The flight of the dove causes a bond crash… The US yield market received another shock on Tuesday after the extremely restrictive statements by Lael Brainard, yet one of the most compliant governors in the Federal Reserve. After President Jerome Powell, who… cleared the way for an ascent Fed funds rate by 50 basis points (bp) at the next meeting of the Monetary Policy Committee (FOMC), the future Fed vice-chairman has thrown a stone in the pond by announcing a rapid winding down of the institution’s balance sheet, from the month of May.

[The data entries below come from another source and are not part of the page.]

//! Record resolution and the streaming pipeline.
//!
//! [`Resolver::resolve`] takes one record through
//! label match → identifier → coercion → endpoints → reification and either
//! returns the canonical elements or a [`RecordError`]. It touches no shared
//! mutable state, so [`run_pipeline`] can fan records out over rayon.

use dashmap::DashSet;
use rayon::iter::{ParallelBridge, ParallelIterator};
use tracing::info;

use crate::coerce::{coerce_properties, FieldView};
use crate::config::ResolverConfig;
use crate::diagnostics::{DiagnosticsSink, Outcome, OutcomeCounters, RecordOutcome, RunReport};
use crate::error::{EndpointRole, RecordError};
use crate::identifier::{composite_key, select_identifier};
use crate::model::{CanonicalEdge, CanonicalNode, SourceRecord};
use crate::registry::{AssociationDef, Registry, TypeDef, TypeKind};
use crate::reify::{check_endpoint, reify, resolve_endpoint};
use crate::sink::{GraphSink, SinkError};

/// Canonical elements produced from one record.
#[derive(Debug, Clone, PartialEq)]
pub struct Resolution {
    pub type_name: String,
    pub nodes: Vec<CanonicalNode>,
    pub edges: Vec<CanonicalEdge>,
    pub dropped_properties: Vec<String>,
    pub unknown_fields: usize,
}

impl Resolution {
    pub fn outcome(&self) -> Outcome {
        if self.dropped_properties.is_empty() {
            Outcome::Accepted
        } else {
            Outcome::PartialPropertyLoss
        }
    }
}

#[derive(Debug, Clone, Copy)]
pub struct Resolver<'r> {
    registry: &'r Registry,
    config: &'r ResolverConfig,
}

impl<'r> Resolver<'r> {
    pub fn new(registry: &'r Registry, config: &'r ResolverConfig) -> Self {
        Self { registry, config }
    }

    pub fn registry(&self) -> &'r Registry {
        self.registry
    }

    pub fn resolve(&self, record: &SourceRecord) -> Result<Resolution, RecordError> {
        let source_tag = record.source.as_deref();
        let def = self
            .registry
            .by_label(&record.label, source_tag)
            .ok_or_else(|| RecordError::Unmapped {
                label: record.label.clone(),
                source_tag: record.source.clone(),
            })?;
        let fields = FieldView::new(&record.fields, self.config);

        match &def.kind {
            TypeKind::Entity => self.resolve_entity(def, &fields),
            TypeKind::Association(assoc) => self.resolve_association(def, assoc, record, &fields),
        }
    }

    fn resolve_entity(&self, def: &TypeDef, fields: &FieldView<'_>) -> Result<Resolution, RecordError> {
        let id = select_identifier(def, fields, self.config)?.ok_or_else(|| {
            RecordError::Unidentifiable {
                type_name: def.name.clone(),
                authorities: def.authorities.clone(),
            }
        })?;
        let coerced = coerce_properties(def, fields, self.config)?;

        Ok(Resolution {
            type_name: def.name.clone(),
            nodes: vec![CanonicalNode {
                id,
                type_name: def.name.clone(),
                properties: coerced.properties,
            }],
            edges: Vec::new(),
            dropped_properties: coerced.failed,
            unknown_fields: coerced.unknown_fields,
        })
    }

    fn resolve_association(
        &self,
        def: &TypeDef,
        assoc: &AssociationDef,
        record: &SourceRecord,
        fields: &FieldView<'_>,
    ) -> Result<Resolution, RecordError> {
        let endpoints = record
            .endpoints
            .as_ref()
            .ok_or_else(|| RecordError::MissingEndpoints {
                type_name: def.name.clone(),
            })?;
        let source_tag = record.source.as_deref();

        let source = resolve_endpoint(
            self.registry,
            def,
            assoc,
            EndpointRole::Source,
            &endpoints.source,
            source_tag,
        )?;
        check_endpoint(self.registry, def, assoc, EndpointRole::Source, &source)?;
        let target = resolve_endpoint(
            self.registry,
            def,
            assoc,
            EndpointRole::Target,
            &endpoints.target,
            source_tag,
        )?;
        check_endpoint(self.registry, def, assoc, EndpointRole::Target, &target)?;

        let coerced = coerce_properties(def, fields, self.config)?;
        let id = match select_identifier(def, fields, self.config)? {
            Some(natural) => natural,
            None => composite_key(
                def,
                &source.id,
                &target.id,
                &coerced.properties,
                &coerced.failed,
            ),
        };

        let (nodes, edges) =
            reify(def, assoc, id, source.id, target.id, coerced.properties).into_parts();
        Ok(Resolution {
            type_name: def.name.clone(),
            nodes,
            edges,
            dropped_properties: coerced.failed,
            unknown_fields: coerced.unknown_fields,
        })
    }
}

struct RunContext<'a, S: ?Sized, D: ?Sized> {
    resolver: Resolver<'a>,
    sink: &'a S,
    diagnostics: &'a D,
    counters: &'a OutcomeCounters,
    seen: Option<&'a DashSet<String>>,
}

impl<S, D> RunContext<'_, S, D>
where
    S: GraphSink + ?Sized,
    D: DiagnosticsSink + ?Sized,
{
    fn process(&self, index: usize, record: &SourceRecord) -> Result<(), SinkError> {
        match self.resolver.resolve(record) {
            Ok(resolution) => {
                let outcome = resolution.outcome();
                self.counters.record_outcome(outcome);
                self.counters.add_unknown_fields(resolution.unknown_fields);
                self.counters
                    .add_dropped_properties(resolution.dropped_properties.len());
                self.diagnostics.report(&RecordOutcome {
                    index,
                    record,
                    outcome,
                    type_name: Some(&resolution.type_name),
                    error: None,
                    dropped_properties: &resolution.dropped_properties,
                });
                self.emit(resolution)
            }
            Err(err) => {
                let outcome = Outcome::Skipped(err.skip_reason());
                self.counters.record_outcome(outcome);
                self.diagnostics.report(&RecordOutcome {
                    index,
                    record,
                    outcome,
                    type_name: None,
                    error: Some(&err),
                    dropped_properties: &[],
                });
                Ok(())
            }
        }
    }

    fn emit(&self, resolution: Resolution) -> Result<(), SinkError> {
        for node in resolution.nodes {
            if self.first_seen(format!("node\t{}", node.id)) {
                self.sink.put_node(node)?;
                self.counters.add_node();
            } else {
                self.counters.add_duplicate();
            }
        }
        for edge in resolution.edges {
            let key = match &edge.id {
                Some(id) => format!("edge\t{id}"),
                None => format!("role\t{}\t{}\t{}", edge.label, edge.source, edge.target),
            };
            if self.first_seen(key) {
                self.sink.put_edge(edge)?;
                self.counters.add_edge();
            } else {
                self.counters.add_duplicate();
            }
        }
        Ok(())
    }

    fn first_seen(&self, key: String) -> bool {
        match self.seen {
            Some(seen) => seen.insert(key),
            None => true,
        }
    }
}

/// Resolve every record of `records` and hand the results to `sink`.
///
/// Records are processed in parallel (rayon bridge) unless
/// `config.parallel` is false, in which case emission follows input order.
/// Record errors are counted and reported, never returned; only a sink
/// failure stops the run.
pub fn run_pipeline<I, S, D>(
    registry: &Registry,
    config: &ResolverConfig,
    records: I,
    sink: &S,
    diagnostics: &D,
) -> Result<RunReport, SinkError>
where
    I: Iterator<Item = SourceRecord> + Send,
    S: GraphSink + ?Sized,
    D: DiagnosticsSink + ?Sized,
{
    let counters = OutcomeCounters::new();
    let seen: Option<DashSet<String>> = config.dedup.then(DashSet::new);
    let ctx = RunContext {
        resolver: Resolver::new(registry, config),
        sink,
        diagnostics,
        counters: &counters,
        seen: seen.as_ref(),
    };

    info!(
        parallel = config.parallel,
        dedup = config.dedup,
        fingerprint = registry.fingerprint(),
        "resolution run started"
    );

    if config.parallel {
        records
            .enumerate()
            .par_bridge()
            .try_for_each(|(index, record)| ctx.process(index, &record))?;
    } else {
        for (index, record) in records.enumerate() {
            ctx.process(index, &record)?;
        }
    }
    sink.flush()?;

    let report = counters.snapshot();
    info!(
        records = report.records,
        accepted = report.accepted,
        partial = report.partial_property_loss,
        skipped = report.total_skipped(),
        nodes = report.nodes_emitted,
        edges = report.edges_emitted,
        duplicates = report.duplicates_suppressed,
        "resolution run finished"
    );
    Ok(report)
}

The market reaction was immediate. The US Treasury 10-year Treasury yield rose 10 basis points (bps) in minutes and rose over 17 bps during the session to 2.57%, the most significant daily gain since March 2020. – Annual yields are now at a peak since May 2019, rising 70bps in one month. The yield on the 5-year bond rose by 17 bps to 2.71%, the highest level since the end of 2018. The 2-year yield rose by 10 bps, indicating a slight steepening of the curve US rates for 2-10 years. This new entry into weakness is accentuating the losses of the US interest rate market, which was already the most significant in a decade at the start of the year: at the end of March, the overall performance was already 5.5% negative.
Accelerated “quantitative tightening”?
Investors worry that the Fed is lagging too far behind inflation and that it will need to act much more vigorously. The price increase was 7.9% year-on-year in February in the United States, and the Fed-controlled PCE index rose 6.4% over the same period. During a speech at the Minneapolis Fed, Lael called Brainard on Tuesday “primordial” task of reducing inflationary pressures. She added that the FOMC “will continue to methodically tighten monetary policy through a series of rate hikes and begin to contract the balance sheet at a rapid pace from the May meeting”†
Until now, the market was relying on an announcement of a balance sheet reduction (quantitative tightening, QT) at the meeting of 3 and 4 May, but before a start of implementation in June or July. As the economic recovery is faster than in previous cycles, the pace of deleveraging should also be stronger than in 2017-2019. The Fed halted its purchases in March, while raising Fed fund rates by 25 basis points For the first time since the beginning of the health crisis.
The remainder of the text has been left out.